Chaucer records the painful fact that the harmony of the pilgrimage was broken on occasions by the quarrels between the Friar and the Sompnour. 

At one stage the latter threatened that ere they reached Sittingbourne he would make the Friar's "heart for to mourn;" but the worthy Host intervened and patched up a temporary peace. 
Unfortunately trouble broke out again over a very curious dispute in this way.
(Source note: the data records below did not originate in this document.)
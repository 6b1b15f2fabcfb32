use std::error::Error as StdError;

use derive_more::Display;
use enum_utils::TryFromRepr;
use serde::{Deserialize, Serialize};
use time::{Date, OffsetDateTime, Time};
use tokio_postgres::types::{
    accepts, private::BytesMut, to_sql_checked, FromSql, IsNull, ToSql, Type,
};
use uuid::Uuid;

use super::{
    level, office,
    requester::{self, Curp, Fields, Requester},
    subject, Client, Error, Tx,
};

/// An issued turno. Never hard-deleted; cancellation is a status
/// transition.
#[derive(Clone, Debug)]
pub struct Ticket {
    pub id: Id,
    pub requester: requester::Id,
    pub office: office::Id,
    /// The folio: sequential display number, scoped per municipality.
    pub number: i32,
    pub scheduled_on: Date,
    pub scheduled_at: Time,
    pub level: level::Id,
    pub subject: subject::Id,
    pub status: Status,
    /// Lookup token printed on the receipt, derived from the
    /// requester's CURP at issuance time.
    pub lookup_code: String,
    pub notes: Option<String>,
    pub created_at: OffsetDateTime,
}

/// A ticket together with its requester, as returned by the public
/// lookup.
#[derive(Clone, Debug)]
pub struct Snapshot {
    pub ticket: Ticket,
    pub requester: Requester,
}

/// One row of the admin listing: a ticket with the display fields the
/// listing joins in.
#[derive(Clone, Debug)]
pub struct Summary {
    pub ticket: Ticket,
    pub requester_name: String,
    pub curp: Curp,
    pub office_name: String,
}

#[derive(
    Clone, Copy, Debug, Default, Deserialize, Display, PartialEq, Serialize,
)]
pub struct Id(Uuid);

impl Id {
    pub fn new() -> Self {
        Id(Uuid::new_v4())
    }
}

impl From<u128> for Id {
    fn from(value: u128) -> Self {
        Self(Uuid::from_u128(value))
    }
}

impl FromSql<'_> for Id {
    accepts!(UUID);

    fn from_sql(
        ty: &Type,
        raw: &[u8],
    ) -> Result<Self, Box<dyn StdError + Sync + Send>> {
        Uuid::from_sql(ty, raw).map(Self)
    }
}

impl ToSql for Id {
    accepts!(UUID);

    to_sql_checked!();

    fn to_sql(
        &self,
        ty: &Type,
        out: &mut BytesMut,
    ) -> Result<IsNull, Box<dyn StdError + Sync + Send>> {
        self.0.to_sql(ty, out)
    }
}

#[derive(
    Clone, Copy, Debug, Deserialize, TryFromRepr, PartialEq, Serialize,
)]
#[serde(rename_all = "SCREAMING_SNAKE_CASE")]
#[repr(u8)]
pub enum Status {
    /// Waiting to be attended at the office.
    Pending = 1,

    /// Attended and closed by an administrator.
    Resolved = 2,

    /// Withdrawn by the citizen or an administrator. Terminal.
    Cancelled = 3,
}

impl FromSql<'_> for Status {
    accepts!(INT2);

    fn from_sql(
        ty: &Type,
        raw: &[u8],
    ) -> Result<Self, Box<dyn StdError + Sync + Send>> {
        let repr = i16::from_sql(ty, raw)?;
        let repr = u8::try_from(repr)?;
        let status = Self::try_from(repr).map_err(|_| "invalid status")?;
        Ok(status)
    }
}

impl ToSql for Status {
    accepts!(INT2);

    to_sql_checked!();

    fn to_sql(
        &self,
        ty: &Type,
        out: &mut BytesMut,
    ) -> Result<IsNull, Box<dyn StdError + Sync + Send>> {
        let repr = i16::from((*self) as u8);
        repr.to_sql(ty, out)
    }
}

/// Which tickets the admin listing shows.
#[derive(Clone, Copy, Debug, Default, Deserialize)]
#[serde(rename_all = "lowercase")]
pub enum View {
    #[default]
    Active,
    Cancelled,
}

impl Tx<'_> {
    pub async fn count_tickets_for_day(
        &self,
        office: office::Id,
        on: Date,
    ) -> Result<i64, Error> {
        const SQL: &str = "\
            SELECT COUNT(*) AS total \
            FROM tickets \
            WHERE office_id = $1 \
              AND scheduled_on = $2 \
              AND status <> $3";
        Ok(self
            .0
            .query_one(SQL, &[&office, &on, &Status::Cancelled])
            .await?
            .get("total"))
    }

    pub async fn is_slot_taken(
        &self,
        office: office::Id,
        on: Date,
        at: Time,
    ) -> Result<bool, Error> {
        const SQL: &str = "\
            SELECT EXISTS( \
                SELECT 1 \
                FROM tickets \
                WHERE office_id = $1 \
                  AND scheduled_on = $2 \
                  AND scheduled_at = $3 \
                  AND status <> $4 \
            ) AS taken";
        Ok(self
            .0
            .query_one(SQL, &[&office, &on, &at, &Status::Cancelled])
            .await?
            .get("taken"))
    }

    pub async fn write_ticket(&self, ticket: &Ticket) -> Result<(), Error> {
        const SQL: &str = "\
            INSERT INTO tickets (id, requester_id, office_id, number, \
                                 scheduled_on, scheduled_at, level_id, \
                                 subject_id, status, lookup_code, notes, \
                                 created_at) \
            VALUES ($1, $2, $3, $4, $5, $6, $7, $8, $9, $10, $11, $12)";
        self.0
            .execute(
                SQL,
                &[
                    &ticket.id,
                    &ticket.requester,
                    &ticket.office,
                    &ticket.number,
                    &ticket.scheduled_on,
                    &ticket.scheduled_at,
                    &ticket.level,
                    &ticket.subject,
                    &ticket.status,
                    &ticket.lookup_code,
                    &ticket.notes,
                    &ticket.created_at,
                ],
            )
            .await
            .map(drop)
            .map_err(Into::into)
    }

    pub async fn get_ticket_by_number(
        &self,
        number: i32,
        curp: &Curp,
    ) -> Result<Option<Snapshot>, Error> {
        const SQL: &str = "\
            SELECT t.id, t.requester_id, t.office_id, t.number, \
                   t.scheduled_on, t.scheduled_at, t.level_id, \
                   t.subject_id, t.status, t.lookup_code, t.notes, \
                   t.created_at, \
                   r.curp, r.full_name, r.given_name, \
                   r.paternal_surname, r.maternal_surname, r.phone, \
                   r.mobile, r.email, r.registered_at \
            FROM tickets t \
            JOIN requesters r ON r.id = t.requester_id \
            WHERE t.number = $1 AND r.curp = $2 \
            ORDER BY t.created_at DESC \
            LIMIT 1";
        Ok(self.0.query_opt(SQL, &[&number, curp]).await?.map(|row| {
            Snapshot {
                ticket: Ticket {
                    id: row.get("id"),
                    requester: row.get("requester_id"),
                    office: row.get("office_id"),
                    number: row.get("number"),
                    scheduled_on: row.get("scheduled_on"),
                    scheduled_at: row.get("scheduled_at"),
                    level: row.get("level_id"),
                    subject: row.get("subject_id"),
                    status: row.get("status"),
                    lookup_code: row.get("lookup_code"),
                    notes: row.get("notes"),
                    created_at: row.get("created_at"),
                },
                requester: Requester {
                    id: row.get("requester_id"),
                    curp: row.get("curp"),
                    fields: Fields {
                        full_name: row.get("full_name"),
                        given_name: row.get("given_name"),
                        paternal_surname: row.get("paternal_surname"),
                        maternal_surname: row.get("maternal_surname"),
                        phone: row.get("phone"),
                        mobile: row.get("mobile"),
                        email: row.get("email"),
                    },
                    registered_at: row.get("registered_at"),
                },
            }
        }))
    }

    pub async fn set_ticket_status(
        &self,
        id: Id,
        from: Status,
        to: Status,
    ) -> Result<u64, Error> {
        const SQL: &str =
            "UPDATE tickets SET status = $3 WHERE id = $1 AND status = $2";
        Ok(self.0.execute(SQL, &[&id, &from, &to]).await?)
    }

    pub async fn set_ticket_route(
        &self,
        id: Id,
        office: office::Id,
        level: level::Id,
        subject: subject::Id,
        from: Status,
    ) -> Result<u64, Error> {
        const SQL: &str = "\
            UPDATE tickets \
            SET office_id = $2, level_id = $3, subject_id = $4 \
            WHERE id = $1 AND status = $5";
        Ok(self
            .0
            .execute(SQL, &[&id, &office, &level, &subject, &from])
            .await?)
    }
}

impl Client {
    pub async fn search_tickets(
        &self,
        query: &str,
        view: View,
    ) -> Result<Vec<Summary>, Error> {
        const ACTIVE_SQL: &str = "\
            SELECT t.id, t.requester_id, t.office_id, t.number, \
                   t.scheduled_on, t.scheduled_at, t.level_id, \
                   t.subject_id, t.status, t.lookup_code, t.notes, \
                   t.created_at, \
                   r.full_name, r.curp, o.name AS office_name \
            FROM tickets t \
            JOIN requesters r ON r.id = t.requester_id \
            JOIN offices o ON o.id = t.office_id \
            WHERE (r.curp ILIKE $1 OR r.full_name ILIKE $1) \
              AND t.status <> $2 \
            ORDER BY t.scheduled_on DESC, t.scheduled_at DESC \
            LIMIT 50";
        const CANCELLED_SQL: &str = "\
            SELECT t.id, t.requester_id, t.office_id, t.number, \
                   t.scheduled_on, t.scheduled_at, t.level_id, \
                   t.subject_id, t.status, t.lookup_code, t.notes, \
                   t.created_at, \
                   r.full_name, r.curp, o.name AS office_name \
            FROM tickets t \
            JOIN requesters r ON r.id = t.requester_id \
            JOIN offices o ON o.id = t.office_id \
            WHERE (r.curp ILIKE $1 OR r.full_name ILIKE $1) \
              AND t.status = $2 \
            ORDER BY t.scheduled_on DESC, t.scheduled_at DESC \
            LIMIT 50";

        let sql = match view {
            View::Active => ACTIVE_SQL,
            View::Cancelled => CANCELLED_SQL,
        };
        let pattern = format!("%{query}%");

        Ok(self
            .0
            .get()
            .await?
            .query(sql, &[&pattern, &Status::Cancelled])
            .await?
            .into_iter()
            .map(|row| Summary {
                ticket: Ticket {
                    id: row.get("id"),
                    requester: row.get("requester_id"),
                    office: row.get("office_id"),
                    number: row.get("number"),
                    scheduled_on: row.get("scheduled_on"),
                    scheduled_at: row.get("scheduled_at"),
                    level: row.get("level_id"),
                    subject: row.get("subject_id"),
                    status: row.get("status"),
                    lookup_code: row.get("lookup_code"),
                    notes: row.get("notes"),
                    created_at: row.get("created_at"),
                },
                requester_name: row.get("full_name"),
                curp: row.get("curp"),
                office_name: row.get("office_name"),
            })
            .collect())
    }

    pub async fn count_tickets_by_status(
        &self,
    ) -> Result<Vec<(Status, i64)>, Error> {
        const SQL: &str = "\
            SELECT status, COUNT(*) AS total \
            FROM tickets \
            GROUP BY status";
        Ok(self
            .0
            .get()
            .await?
            .query(SQL, &[])
            .await?
            .into_iter()
            .map(|row| (row.get("status"), row.get("total")))
            .collect())
    }

    pub async fn count_tickets_by_municipality(
        &self,
    ) -> Result<Vec<(String, Status, i64)>, Error> {
        const SQL: &str = "\
            SELECT m.name, t.status, COUNT(*) AS total \
            FROM tickets t \
            JOIN offices o ON o.id = t.office_id \
            JOIN municipalities m ON m.id = o.municipality_id \
            GROUP BY m.name, t.status \
            ORDER BY m.name, t.status";
        Ok(self
            .0
            .get()
            .await?
            .query(SQL, &[])
            .await?
            .into_iter()
            .map(|row| {
                (row.get("name"), row.get("status"), row.get("total"))
            })
            .collect())
    }
}
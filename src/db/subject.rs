use std::error::Error as StdError;

use derive_more::Display;
use serde::{Deserialize, Serialize};
use tokio_postgres::types::{
    accepts, private::BytesMut, to_sql_checked, FromSql, IsNull, ToSql, Type,
};

use super::{Client, Error};

#[derive(Clone, Debug)]
pub struct Subject {
    pub id: Id,
    pub description: String,
}

#[derive(
    Clone, Copy, Debug, Default, Deserialize, Display, Eq, Hash, PartialEq,
    Serialize,
)]
pub struct Id(i16);

impl From<i16> for Id {
    fn from(value: i16) -> Self {
        Self(value)
    }
}

impl FromSql<'_> for Id {
    accepts!(INT2);

    fn from_sql(
        ty: &Type,
        raw: &[u8],
    ) -> Result<Self, Box<dyn StdError + Sync + Send>> {
        i16::from_sql(ty, raw).map(Self)
    }
}

impl ToSql for Id {
    accepts!(INT2);

    to_sql_checked!();

    fn to_sql(
        &self,
        ty: &Type,
        out: &mut BytesMut,
    ) -> Result<IsNull, Box<dyn StdError + Sync + Send>> {
        self.0.to_sql(ty, out)
    }
}

impl Client {
    pub async fn get_subjects(&self) -> Result<Vec<Subject>, Error> {
        const SQL: &str =
            "SELECT id, description FROM subjects ORDER BY description";
        Ok(self
            .0
            .get()
            .await?
            .query(SQL, &[])
            .await?
            .into_iter()
            .map(|row| Subject {
                id: row.get("id"),
                description: row.get("description"),
            })
            .collect())
    }

    pub async fn get_subject_by_id(
        &self,
        id: Id,
    ) -> Result<Option<Subject>, Error> {
        const SQL: &str =
            "SELECT id, description FROM subjects WHERE id = $1";
        Ok(self.0.get().await?.query_opt(SQL, &[&id]).await?.map(|row| {
            Subject {
                id: row.get("id"),
                description: row.get("description"),
            }
        }))
    }

    pub async fn create_subject(
        &self,
        description: &str,
    ) -> Result<Subject, Error> {
        const SQL: &str = "\
            INSERT INTO subjects (description) \
            VALUES ($1) \
            RETURNING id, description";
        let row = self.0.get().await?.query_one(SQL, &[&description]).await?;
        Ok(Subject {
            id: row.get("id"),
            description: row.get("description"),
        })
    }

    pub async fn update_subject(
        &self,
        id: Id,
        description: &str,
    ) -> Result<bool, Error> {
        const SQL: &str =
            "UPDATE subjects SET description = $2 WHERE id = $1";
        Ok(self
            .0
            .get()
            .await?
            .execute(SQL, &[&id, &description])
            .await?
            == 1)
    }

    pub async fn delete_subject(&self, id: Id) -> Result<bool, Error> {
        const SQL: &str = "DELETE FROM subjects WHERE id = $1";
        Ok(self.0.get().await?.execute(SQL, &[&id]).await? == 1)
    }
}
At one point of the journey the road lay along two sides of a square field, and some of the pilgrims persisted, in spite of trespass, in cutting across from corner to corner, as they are seen to be doing in the illustration. 
Now, the Friar startled the company by stating that there was no need for the trespass, since one way was exactly the same distance as the other! 
"On my faith, then," exclaimed the Sompnour, "thou art a very fool!" 
"Nay," replied the Friar, "if the company will but listen with patience, I shall presently show how that thou art the fool, for thou hast not wit enough in thy poor brain to prove that the diagonal of any square is less than two of the sides."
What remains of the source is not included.